Even so, "you're never at your best in the moment you're feeling anger," says Dr. Thomas. "It doesn't ever work to your advantage to have a tirade." Once in control, we can more capably address a situation, and are less likely to say or do something we'll later regret. So the sweet spot for action is the immediate aftermath, which, depending on the person, is anywhere from five minutes to a few hours later, not the following week. And there is one best way to express anger during this time period: with direct, honest communication in private. That includes calm statements of exactly what is upsetting and why, along with specifics on what you'd like changed (stick to your feelings, not another person's faults). "Letting people know that you are angry but in control is a very appropriate and mature thing to do," says Dr. Stotland. "If you calmly explain your side of things -- giving reasons 1, 2, and 3 for your behavior and emotions -- that is a very powerful response, and it does not usually escalate any anger the other person may have." Write your thoughts down first, in a document meant for your eyes only, says Dr. Stotland.Harness, Control, and Use Your Anger
For small matters, it may be best to bite the bullet and just wait for tomorrow, because according to an August 2004 study from the University of Florida, in Gainesville, whatever has put you in a bad mood at work today will likely be gone the next morning. "We know that moods are fairly fleeting, so that even when we are affected by negative experiences, our mind has the ability to digest them and reset by the next day," says Timothy Judge, PhD, who led the study and is the Matherly-McKethan Eminent Scholar in Management at the university.

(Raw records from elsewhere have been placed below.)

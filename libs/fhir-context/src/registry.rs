//! Shape registries
//!
//! The codec knows nothing about concrete resource shapes; it asks a
//! [`ShapeRegistry`] for the descriptor behind a type name. Each FHIR
//! generation ships one [`StaticRegistry`] backed by a compile-time perfect
//! hash map, so lookups are O(1), allocation-free and safe to share across
//! threads.

use crate::shape::{ChoiceOption, ShapeDescriptor, ShapeKind};
use crate::version::FhirVersion;
use crate::{r4, stu3};

pub trait ShapeRegistry: Send + Sync {
    fn version(&self) -> FhirVersion;

    /// Descriptor for a resource, datatype or backbone element name.
    fn lookup(&self, name: &str) -> Option<&'static ShapeDescriptor>;

    /// Permitted `value[x]` alternatives of `Extension`.
    fn extension_value_types(&self) -> &'static [ChoiceOption];

    /// Descriptor for a resource type name; datatypes are not resources.
    fn lookup_resource(&self, name: &str) -> Option<&'static ShapeDescriptor> {
        self.lookup(name).filter(|shape| shape.is_resource())
    }
}

pub struct StaticRegistry {
    version: FhirVersion,
    shapes: &'static phf::Map<&'static str, &'static ShapeDescriptor>,
    extension_values: &'static [ChoiceOption],
}

impl StaticRegistry {
    pub const fn new(
        version: FhirVersion,
        shapes: &'static phf::Map<&'static str, &'static ShapeDescriptor>,
        extension_values: &'static [ChoiceOption],
    ) -> Self {
        Self {
            version,
            shapes,
            extension_values,
        }
    }

    /// Names of all registered resource types, in no particular order.
    pub fn resource_types(&self) -> impl Iterator<Item = &'static str> {
        self.shapes
            .entries()
            .filter(|(_, shape)| shape.kind == ShapeKind::Resource)
            .map(|(name, _)| *name)
    }

    pub fn len(&self) -> usize {
        self.shapes.len()
    }

    pub fn is_empty(&self) -> bool {
        self.shapes.is_empty()
    }
}

impl ShapeRegistry for StaticRegistry {
    fn version(&self) -> FhirVersion {
        self.version
    }

    fn lookup(&self, name: &str) -> Option<&'static ShapeDescriptor> {
        self.shapes.get(name).copied()
    }

    fn extension_value_types(&self) -> &'static [ChoiceOption] {
        self.extension_values
    }
}

impl std::fmt::Debug for StaticRegistry {
    fn fmt(&self, f: &mut std::fmt::Formatter<'_>) -> std::fmt::Result {
        f.debug_struct("StaticRegistry")
            .field("version", &self.version)
            .field("shapes", &self.shapes.len())
            .finish()
    }
}

/// The built-in registry of a generation.
pub fn registry_for(version: FhirVersion) -> &'static StaticRegistry {
    match version {
        FhirVersion::Stu3 => &stu3::REGISTRY,
        FhirVersion::R4 => &r4::REGISTRY,
    }
}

Numerous studies have suggested that anger management is most difficult in the adolescent years -- teenage brains don't process fury well -- and easiest for those over 60. Of course, this is only generally true. Even 80-year-olds could and should get riled up over an affront by a backstabbing friend or a conniving ex-spouse.
Or as Dr. Thomas says, "It's never too late to start expressing your anger, and to learn that good things can come from it."